Ok, I know I ranted about last.fm recently, but I couldn't help sharing with you my latest discovery in the land of Web 2.0.....
I'm seriously thinking about where I want to go in my (as yet to begin) academic career. I love my job in higher education, it interests me, it challenges me, but I'm not sure if I want to pursue it much further academically. I still enjoying reading about HE but I'm just not sure I can see a PhD in it for me. I am, however, considering returning to my Undergrad roots of Religious Studies. I'm not sure exactly where I want to direct my studies, a massive list of theoretical disciplines are whirring around my head - social anthropology of religion, sociology of religion, cultural studies - along with areas of study - secularisation/resacralisation, wicca, witchcraft, feminist spirituality, paganism, cult, myth and many more.....
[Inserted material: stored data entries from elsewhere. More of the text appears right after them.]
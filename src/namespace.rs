//! Maps `(namespace, entity)` pairs from query documents onto registered type names.

use std::collections::{BTreeMap, BTreeSet, HashMap, HashSet};
use tracing::debug;

use crate::NameHasher;
use crate::schema::{Registry, capitalize};

// ------------- NamespaceMap -------------
/// Namespace to type names, in sorted order. Configured namespaces are present even
/// when no type belongs to them.
#[derive(Debug, Clone, Default, PartialEq, Eq)]
pub struct NamespaceMap {
    namespaces: BTreeMap<String, BTreeSet<String>>,
}
impl NamespaceMap {
    pub fn from_registry(registry: &Registry) -> Self {
        let mut namespaces: BTreeMap<String, BTreeSet<String>> = registry
            .known_namespaces()
            .iter()
            .map(|n| (n.clone(), BTreeSet::new()))
            .collect();
        for schema_type in registry.types() {
            if let Some(namespace) = schema_type.namespace() {
                namespaces
                    .entry(namespace.to_lowercase())
                    .or_default()
                    .insert(schema_type.name().to_string());
            }
        }
        Self { namespaces }
    }
    pub fn types_in(&self, namespace: &str) -> Option<&BTreeSet<String>> {
        self.namespaces.get(&namespace.to_lowercase())
    }
    pub fn iter(&self) -> impl Iterator<Item = (&String, &BTreeSet<String>)> {
        self.namespaces.iter()
    }
    pub fn len(&self) -> usize {
        self.namespaces.len()
    }
    pub fn is_empty(&self) -> bool {
        self.namespaces.is_empty()
    }
}

// ------------- Resolution -------------
/// Which step of the chain produced a match.
#[derive(Debug, Clone, Copy, PartialEq, Eq)]
pub enum Strategy {
    Exact,
    CaseInsensitive,
    Capitalized,
    Constructed,
    Singular,
}

#[derive(Debug, Clone, PartialEq, Eq)]
pub enum Resolution {
    Found { type_name: String, strategy: Strategy },
    NotFound,
}
impl Resolution {
    pub fn type_name(&self) -> Option<&str> {
        match self {
            Resolution::Found { type_name, .. } => Some(type_name),
            Resolution::NotFound => None,
        }
    }
}

type Lookup = HashMap<String, String, NameHasher>;
type Step = fn(&NamespaceResolver, &str, &Lookup, &str) -> Option<String>;

const CHAIN: [(Strategy, Step); 4] = [
    (Strategy::Exact, exact),
    (Strategy::CaseInsensitive, case_insensitive),
    (Strategy::Capitalized, capitalized),
    (Strategy::Constructed, constructed),
];

fn exact(_: &NamespaceResolver, _: &str, entities: &Lookup, entity: &str) -> Option<String> {
    entities.get(entity).cloned()
}
fn case_insensitive(_: &NamespaceResolver, _: &str, entities: &Lookup, entity: &str) -> Option<String> {
    entities.get(&entity.to_lowercase()).cloned().or_else(|| {
        entities
            .iter()
            .find(|(key, _)| key.eq_ignore_ascii_case(entity))
            .map(|(_, type_name)| type_name.clone())
    })
}
fn capitalized(_: &NamespaceResolver, _: &str, entities: &Lookup, entity: &str) -> Option<String> {
    entities.get(&capitalize(entity)).cloned()
}
fn constructed(resolver: &NamespaceResolver, namespace: &str, _: &Lookup, entity: &str) -> Option<String> {
    let candidate = capitalize(namespace) + &capitalize(entity);
    resolver.type_names.contains(&candidate).then_some(candidate)
}

/// `customers` -> `customer`, `categories` -> `category`. Returns `None` for words
/// that do not look plural.
pub fn singular(entity: &str) -> Option<String> {
    if let Some(stem) = entity.strip_suffix("ies") {
        Some(format!("{}y", stem))
    } else if entity.ends_with("ss") {
        None
    } else {
        entity.strip_suffix('s').filter(|s| !s.is_empty()).map(str::to_string)
    }
}

// ------------- NamespaceResolver -------------
pub struct NamespaceResolver {
    // lowercase namespace -> entity key -> type name
    entities: HashMap<String, Lookup, NameHasher>,
    type_names: HashSet<String, NameHasher>,
}
impl NamespaceResolver {
    /// Every type with a namespace is reachable by its lowercase full name and by its
    /// bare entity name as written, lowercased, and with a lowercase first letter.
    /// Types without a namespace fill the gaps in every known namespace.
    pub fn new(registry: &Registry) -> Self {
        let mut entities: HashMap<String, Lookup, NameHasher> = HashMap::default();
        for namespace in registry.known_namespaces() {
            entities.entry(namespace.to_lowercase()).or_default();
        }
        for schema_type in registry.types() {
            let Some(namespace) = schema_type.namespace() else {
                continue;
            };
            let lookup = entities.entry(namespace.to_lowercase()).or_default();
            let name = schema_type.name().to_string();
            let bare = schema_type.bare_name();
            let mut lc_first = bare.to_string();
            if let Some(first) = lc_first.get_mut(0..1) {
                first.make_ascii_lowercase();
            }
            lookup.insert(name.to_lowercase(), name.clone());
            for key in [bare.to_string(), bare.to_lowercase(), lc_first] {
                lookup.entry(key).or_insert_with(|| name.clone());
            }
        }
        // types without a namespace are reachable from every namespace,
        // after anything that does belong there
        for schema_type in registry.types().filter(|t| t.namespace().is_none()) {
            let name = schema_type.name();
            let mut lc_first = name.to_string();
            if let Some(first) = lc_first.get_mut(0..1) {
                first.make_ascii_lowercase();
            }
            for lookup in entities.values_mut() {
                for key in [name.to_lowercase(), name.to_string(), lc_first.clone()] {
                    lookup.entry(key).or_insert_with(|| name.to_string());
                }
            }
        }
        Self {
            entities,
            type_names: registry.types().map(|t| t.name().to_string()).collect(),
        }
    }

    pub fn resolve(&self, namespace: &str, entity: &str) -> Resolution {
        let namespace = namespace.to_lowercase();
        let Some(entities) = self.entities.get(&namespace) else {
            debug!(%namespace, "unknown namespace");
            return Resolution::NotFound;
        };
        let resolution = self.run_chain(&namespace, entities, entity).or_else(|| {
            singular(entity)
                .and_then(|s| self.run_chain(&namespace, entities, &s))
                .map(|(type_name, _)| (type_name, Strategy::Singular))
        });
        match resolution {
            Some((type_name, strategy)) => {
                debug!(%namespace, entity, %type_name, ?strategy, "resolved entity");
                Resolution::Found { type_name, strategy }
            }
            None => {
                debug!(%namespace, entity, "entity not resolved");
                Resolution::NotFound
            }
        }
    }

    fn run_chain(&self, namespace: &str, entities: &Lookup, entity: &str) -> Option<(String, Strategy)> {
        if entity.is_empty() {
            return None;
        }
        CHAIN
            .iter()
            .find_map(|(strategy, step)| step(self, namespace, entities, entity).map(|t| (t, *strategy)))
    }
}

#[cfg(test)]
mod tests {
    use super::*;

    #[test]
    fn singular_forms() {
        assert_eq!(singular("customers").as_deref(), Some("customer"));
        assert_eq!(singular("categories").as_deref(), Some("category"));
        assert_eq!(singular("address"), None);
        assert_eq!(singular("employee"), None);
    }
}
Anyway, this means I'm going to have to start reading properly... anything I can get my hands on that interests me... and enjoy what was always one of my favourite past-times: 6 degrees of academic separation. This involves reading an interesting book or article, scouring the bibliography and picking what you want to read next from there, and then repeating the process ad infinitum. I find it the best way to circumnavigate an idea - backwards and forwards in time, and around the circumference of the literature.
So this leads to my technological discovery after I started hunting around for some free/cheap reference management software to help me keep track of what I'll be reading. I know EndNote/Reference Manager/ProCite are all used in academia, but I don't want to shell out £100 on one of those. Then I came across Zetero. It's free. Developed by academics for academics and students. And better than that, it is an add on to Firefox, not a separate programme, just a little logo in Firefox's lower right hand corner which when you magically click it, it opens up your library. You can automatically capture data from any kind of web page: library catalogue, amazon etc. and manually add anything else. You can sort and tag, have multiple "collections" for different projects, and export beautiful bibliographies.
I'm sure the pay-for programmes can probably do a lot more, but I like this one, it's small, simple, fits with my favourite browser and free, free, free.... yippee!
1 comment:
ooh thanks for the tip! Good luck with your work/academic decisions!